Os direitos das crianças e adolescentes no Brasil
Enviada em 29/08/2022
O livro Campo Geral de João Guimarães Rosa apresenta a vida do jovem Miguilim que vive no campo e desde pequeno sofre abusos físicos do seu pai, Bernardo. Fora da ficção, essa é a realidade de muitas crianças e adolescentes no Brasil que não têm seus direitos respeitados. Essa problemática é causada principalmente pela precária educação das famílias brasileiras e pela falta de participação do Estado em regiões periféricas.
Em primeiro lugar, é necessário entender que a educação de muitas famílias rurais foi realizada a base de castigos e essa cultura foi carregada de uma linhagem para outra. Dessa forma, em regiões com pouco acesso a informações, mães e pais criam seus filhos da maneira como foram criados, ou seja, por meio de abusos físicos e psicológicos. Logo, cria-se um ciclo vicioso de gerações que associam punições como formas de ensinar, pois não foram educadas que abusos não só desrespeitam os direitos à integridade do jovem, mas também configuram crime.

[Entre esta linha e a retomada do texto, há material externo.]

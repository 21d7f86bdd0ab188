//! ArcFace face recognizer via ONNX Runtime.
//!
//! Turns an aligned 112×112 RGB face crop into an L2-normalized
//! 512-dimensional embedding (w600k_r50).

use crate::alignment::{self, ALIGNED_SIZE};
use crate::types::{BoundingBox, Embedding};
use image::RgbImage;
use ndarray::Array4;
use ort::session::Session;
use ort::value::TensorRef;
use std::path::Path;
use thiserror::Error;

const ARCFACE_MEAN: f32 = 127.5;
const ARCFACE_STD: f32 = 127.5;
pub const ARCFACE_EMBEDDING_DIM: usize = 512;
const ARCFACE_MODEL_VERSION: &str = "w600k_r50";

#[derive(Error, Debug)]
pub enum RecognizerError {
    #[error("model file not found: {0}")]
    ModelNotFound(String),
    #[error("inference failed: {0}")]
    InferenceFailed(String),
    #[error("face has no landmarks; alignment needs the detector's keypoints")]
    NoLandmarks,
    #[error("ort: {0}")]
    Ort(#[from] ort::Error),
}

pub struct FaceRecognizer {
    session: Session,
}

impl FaceRecognizer {
    /// Load the ArcFace ONNX model from the given path.
    pub fn load(model_path: &Path) -> Result<Self, RecognizerError> {
        if !model_path.exists() {
            return Err(RecognizerError::ModelNotFound(model_path.display().to_string()));
        }

        let session = Session::builder()?
            .with_intra_threads(2)?
            .commit_from_file(model_path)?;
        tracing::info!(path = %model_path.display(), "loaded ArcFace model");

        Ok(Self { session })
    }

    /// Extract the embedding of a detected face.
    pub fn extract(&mut self, image: &RgbImage, face: &BoundingBox) -> Result<Embedding, RecognizerError> {
        let landmarks = face.landmarks.as_ref().ok_or(RecognizerError::NoLandmarks)?;
        let aligned = alignment::align_face(image, landmarks);
        let input = preprocess(&aligned);

        let outputs = self
            .session
            .run(ort::inputs![TensorRef::from_array_view(input.view())?])?;
        let (_, raw) = outputs[0]
            .try_extract_tensor::<f32>()
            .map_err(|e| RecognizerError::InferenceFailed(format!("embedding output: {e}")))?;

        if raw.len() != ARCFACE_EMBEDDING_DIM {
            return Err(RecognizerError::InferenceFailed(format!(
                "expected {ARCFACE_EMBEDDING_DIM}-dim embedding, got {}",
                raw.len()
            )));
        }

        Ok(Embedding {
            values: l2_normalize(raw),
            model_version: Some(ARCFACE_MODEL_VERSION.to_string()),
        })
    }
}

/// Aligned RGB crop into a normalized 1×3×112×112 tensor.
fn preprocess(aligned: &RgbImage) -> Array4<f32> {
    let size = ALIGNED_SIZE as usize;
    let mut tensor = Array4::<f32>::zeros((1, 3, size, size));
    for (x, y, pixel) in aligned.enumerate_pixels() {
        let (x, y) = (x as usize, y as usize);
        if x >= size || y >= size {
            continue;
        }
        for c in 0..3 {
            tensor[[0, c, y, x]] = (pixel[c] as f32 - ARCFACE_MEAN) / ARCFACE_STD;
        }
    }
    tensor
}

fn l2_normalize(raw: &[f32]) -> Vec<f32> {
    let norm = raw.iter().map(|v| v * v).sum::<f32>().sqrt();
    if norm > 0.0 {
        raw.iter().map(|v| v / norm).collect()
    } else {
        raw.to_vec()
    }
}
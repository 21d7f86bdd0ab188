//! Attendance ledger: enrolled students and their attendance events.

use chrono::{Local, NaiveDate, NaiveDateTime};
use rusqlite::{ffi, params, Connection};
use serde::Serialize;
use std::path::Path;
use thiserror::Error;

/// Default number of rows returned by `attendance_records`.
pub const DEFAULT_REPORT_LIMIT: usize = 100;

const DATE_FORMAT: &str = "%Y-%m-%d";
const TIME_FORMAT: &str = "%H:%M:%S";
const TIMESTAMP_FORMAT: &str = "%Y-%m-%d %H:%M:%S";

const SCHEMA_SQL: &str = "
CREATE TABLE IF NOT EXISTS students (
    id INTEGER PRIMARY KEY AUTOINCREMENT,
    student_id TEXT UNIQUE NOT NULL,
    name TEXT NOT NULL,
    image_path TEXT,
    created_at TIMESTAMP DEFAULT CURRENT_TIMESTAMP
);
CREATE TABLE IF NOT EXISTS attendance (
    id INTEGER PRIMARY KEY AUTOINCREMENT,
    student_id TEXT NOT NULL,
    name TEXT NOT NULL,
    date DATE NOT NULL,
    time TIME NOT NULL,
    timestamp TIMESTAMP NOT NULL,
    FOREIGN KEY (student_id) REFERENCES students (student_id)
);
CREATE UNIQUE INDEX IF NOT EXISTS attendance_student_date
    ON attendance (student_id, date);
";

#[derive(Error, Debug)]
pub enum LedgerError {
    #[error("student '{0}' already exists")]
    DuplicateStudent(String),
    #[error("attendance already recorded for '{student_id}' on {date}")]
    AlreadyRecorded { student_id: String, date: NaiveDate },
    #[error("student '{0}' is not registered")]
    UnknownStudent(String),
    #[error("failed to create ledger directory: {0}")]
    Io(#[from] std::io::Error),
    #[error("sqlite: {0}")]
    Sqlite(#[from] rusqlite::Error),
}

/// A registered student.
#[derive(Debug, Clone, PartialEq, Serialize)]
pub struct Student {
    pub student_id: String,
    pub name: String,
    pub image_path: Option<String>,
    pub created_at: String,
}

/// One attendance event.
#[derive(Debug, Clone, PartialEq, Serialize)]
pub struct AttendanceRecord {
    pub student_id: String,
    pub name: String,
    pub date: String,
    pub time: String,
    pub timestamp: String,
}

/// Persistent record of students and attendance events.
pub trait AttendanceLedger {
    fn add_student(
        &self,
        student_id: &str,
        name: &str,
        image_path: Option<&str>,
    ) -> Result<(), LedgerError>;

    /// Undo `add_student`. Returns whether a row was removed.
    fn remove_student(&self, student_id: &str) -> Result<bool, LedgerError>;

    fn is_enrolled(&self, student_id: &str) -> Result<bool, LedgerError>;

    fn has_record_on(&self, student_id: &str, date: NaiveDate) -> Result<bool, LedgerError>;

    /// Record attendance at `at`. At most one event per student per day.
    fn record(&self, student_id: &str, name: &str, at: NaiveDateTime) -> Result<(), LedgerError>;

    /// Most recent events first.
    fn attendance_records(&self, limit: usize) -> Result<Vec<AttendanceRecord>, LedgerError>;

    fn students(&self) -> Result<Vec<Student>, LedgerError>;

    fn has_record_today(&self, student_id: &str) -> Result<bool, LedgerError> {
        self.has_record_on(student_id, Local::now().date_naive())
    }

    fn record_now(&self, student_id: &str, name: &str) -> Result<(), LedgerError> {
        self.record(student_id, name, Local::now().naive_local())
    }
}

/// SQLite-backed ledger.
pub struct SqliteLedger {
    conn: Connection,
}

impl SqliteLedger {
    /// Open (or create) the ledger database at `path`.
    pub fn open(path: &Path) -> Result<Self, LedgerError> {
        if let Some(parent) = path.parent() {
            if !parent.as_os_str().is_empty() {
                std::fs::create_dir_all(parent)?;
            }
        }
        let conn = Connection::open(path)?;
        tracing::info!(path = %path.display(), "attendance ledger opened");
        Self::init(conn)
    }

    pub fn open_in_memory() -> Result<Self, LedgerError> {
        Self::init(Connection::open_in_memory()?)
    }

    fn init(conn: Connection) -> Result<Self, LedgerError> {
        conn.pragma_update(None, "foreign_keys", true)?;
        conn.execute_batch(SCHEMA_SQL)?;
        Ok(Self { conn })
    }
}

fn constraint_code(err: &rusqlite::Error) -> Option<i32> {
    match err {
        rusqlite::Error::SqliteFailure(e, _) => Some(e.extended_code),
        _ => None,
    }
}

impl AttendanceLedger for SqliteLedger {
    fn add_student(
        &self,
        student_id: &str,
        name: &str,
        image_path: Option<&str>,
    ) -> Result<(), LedgerError> {
        let res = self.conn.execute(
            "INSERT INTO students (student_id, name, image_path) VALUES (?1, ?2, ?3)",
            params![student_id, name, image_path],
        );
        match res {
            Ok(_) => Ok(()),
            Err(e) if constraint_code(&e) == Some(ffi::SQLITE_CONSTRAINT_UNIQUE) => {
                Err(LedgerError::DuplicateStudent(student_id.to_string()))
            }
            Err(e) => Err(e.into()),
        }
    }

    fn remove_student(&self, student_id: &str) -> Result<bool, LedgerError> {
        let deleted = self
            .conn
            .execute("DELETE FROM students WHERE student_id = ?1", params![student_id])?;
        Ok(deleted > 0)
    }

    fn is_enrolled(&self, student_id: &str) -> Result<bool, LedgerError> {
        let count: i64 = self.conn.query_row(
            "SELECT COUNT(*) FROM students WHERE student_id = ?1",
            params![student_id],
            |row| row.get(0),
        )?;
        Ok(count > 0)
    }

    fn has_record_on(&self, student_id: &str, date: NaiveDate) -> Result<bool, LedgerError> {
        let count: i64 = self.conn.query_row(
            "SELECT COUNT(*) FROM attendance WHERE student_id = ?1 AND date = ?2",
            params![student_id, date.format(DATE_FORMAT).to_string()],
            |row| row.get(0),
        )?;
        Ok(count > 0)
    }

    fn record(&self, student_id: &str, name: &str, at: NaiveDateTime) -> Result<(), LedgerError> {
        let date = at.date();
        if self.has_record_on(student_id, date)? {
            return Err(LedgerError::AlreadyRecorded {
                student_id: student_id.to_string(),
                date,
            });
        }

        let res = self.conn.execute(
            "INSERT INTO attendance (student_id, name, date, time, timestamp)
             VALUES (?1, ?2, ?3, ?4, ?5)",
            params![
                student_id,
                name,
                at.format(DATE_FORMAT).to_string(),
                at.format(TIME_FORMAT).to_string(),
                at.format(TIMESTAMP_FORMAT).to_string(),
            ],
        );
        match res {
            Ok(_) => {
                tracing::debug!(student_id, %date, "attendance recorded");
                Ok(())
            }
            Err(e) => match constraint_code(&e) {
                Some(ffi::SQLITE_CONSTRAINT_UNIQUE) => Err(LedgerError::AlreadyRecorded {
                    student_id: student_id.to_string(),
                    date,
                }),
                Some(ffi::SQLITE_CONSTRAINT_FOREIGNKEY) => {
                    Err(LedgerError::UnknownStudent(student_id.to_string()))
                }
                _ => Err(e.into()),
            },
        }
    }

    fn attendance_records(&self, limit: usize) -> Result<Vec<AttendanceRecord>, LedgerError> {
        let mut stmt = self.conn.prepare(
            "SELECT student_id, name, date, time, timestamp
             FROM attendance
             ORDER BY timestamp DESC, id DESC
             LIMIT ?1",
        )?;
        let limit = i64::try_from(limit).unwrap_or(i64::MAX);
        let rows = stmt.query_map(params![limit], |row| {
            Ok(AttendanceRecord {
                student_id: row.get(0)?,
                name: row.get(1)?,
                date: row.get(2)?,
                time: row.get(3)?,
                timestamp: row.get(4)?,
            })
        })?;
        Ok(rows.collect::<Result<Vec<_>, _>>()?)
    }

    fn students(&self) -> Result<Vec<Student>, LedgerError> {
        let mut stmt = self
            .conn
            .prepare("SELECT student_id, name, image_path, created_at FROM students ORDER BY id")?;
        let rows = stmt.query_map([], |row| {
            Ok(Student {
                student_id: row.get(0)?,
                name: row.get(1)?,
                image_path: row.get(2)?,
                created_at: row.get(3)?,
            })
        })?;
        Ok(rows.collect::<Result<Vec<_>, _>>()?)
    }
}
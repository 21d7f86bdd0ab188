use anyhow::{Context, Result};
use rollcall_core::{AttendanceDesk, GalleryStore, OnnxExtractor, SqliteLedger};
use tracing_subscriber::EnvFilter;

mod config;
mod dbus_interface;
mod engine;

#[tokio::main]
async fn main() -> Result<()> {
    tracing_subscriber::fmt()
        .with_env_filter(EnvFilter::from_default_env())
        .init();

    tracing::info!("rollcalld starting");

    let config = config::Config::from_env();
    tracing::info!(
        model_dir = %config.model_dir.display(),
        gallery = %config.gallery_path.display(),
        db = %config.db_path.display(),
        tolerance = config.tolerance,
        "configuration loaded"
    );

    let extractor = OnnxExtractor::load(&config.model_dir)
        .with_context(|| format!("loading models from {}", config.model_dir.display()))?;
    let gallery = GalleryStore::open(config.gallery_path.clone());
    let ledger = SqliteLedger::open(&config.db_path)
        .with_context(|| format!("opening ledger {}", config.db_path.display()))?;
    let desk = AttendanceDesk::new(gallery, ledger, config.tolerance);

    let engine = engine::spawn_engine(extractor, desk, config.upload_dir.clone())?;
    let service = dbus_interface::AttendanceService::new(engine.clone(), config.report_limit);

    let builder = if config.system_bus {
        zbus::connection::Builder::system()?
    } else {
        zbus::connection::Builder::session()?
    };
    let _conn = builder
        .name(dbus_interface::BUS_NAME)?
        .serve_at(dbus_interface::OBJECT_PATH, service)?
        .build()
        .await
        .context("registering on D-Bus")?;

    tracing::info!(
        bus = if config.system_bus { "system" } else { "session" },
        name = dbus_interface::BUS_NAME,
        "rollcalld ready"
    );

    tokio::signal::ctrl_c().await?;
    tracing::info!("rollcalld shutting down");

    if let Err(err) = engine.shutdown().await {
        tracing::error!(error = %err, "engine shutdown failed");
    }

    Ok(())
}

Ademais, em regiões afastadas, não só existe uma falta de acesso a informações, mas também uma falta de fiscalização do ambiente do jovem e de políticas públicas que garantam seus direitos. Por exemplo, no filme Cidade de Deus, o personanagem Buscapé vive em uma comunidade violenta em que a falta de policiamento, políticas públicas e escolas levam muitos jovens como o Zé Pequeno ao crime e dificultam a formação de crianças e adolescentes. Nesse cenário, o direito a segurança e a educação dos jovens, presentes na Constituição de 1988, não são respeitados pela falta de participação do Estado e de suas instituições.
Portanto, para garantir os direitos das crianças e adolescentes é necessário educar os pais dos jovens e aumentar o acesso do Estado nas regiões periféricas. Para isso, é necessário que o Ministério da Segurança amplie e melhore o policiamento de regiões afastadas e o Ministério da Educação junto de professores e pedagogos desassociem agressões de ensinamentos no meio familiar por meio de campanhas na televisão e rádios que ensinem aos pais que abusos são crimes e não promovem o aprendizado a fim de garantir uma educação saudável, os direitos dos jovens e impedir que histórias como a de Miguilim continuem a representar a realidade brasileira.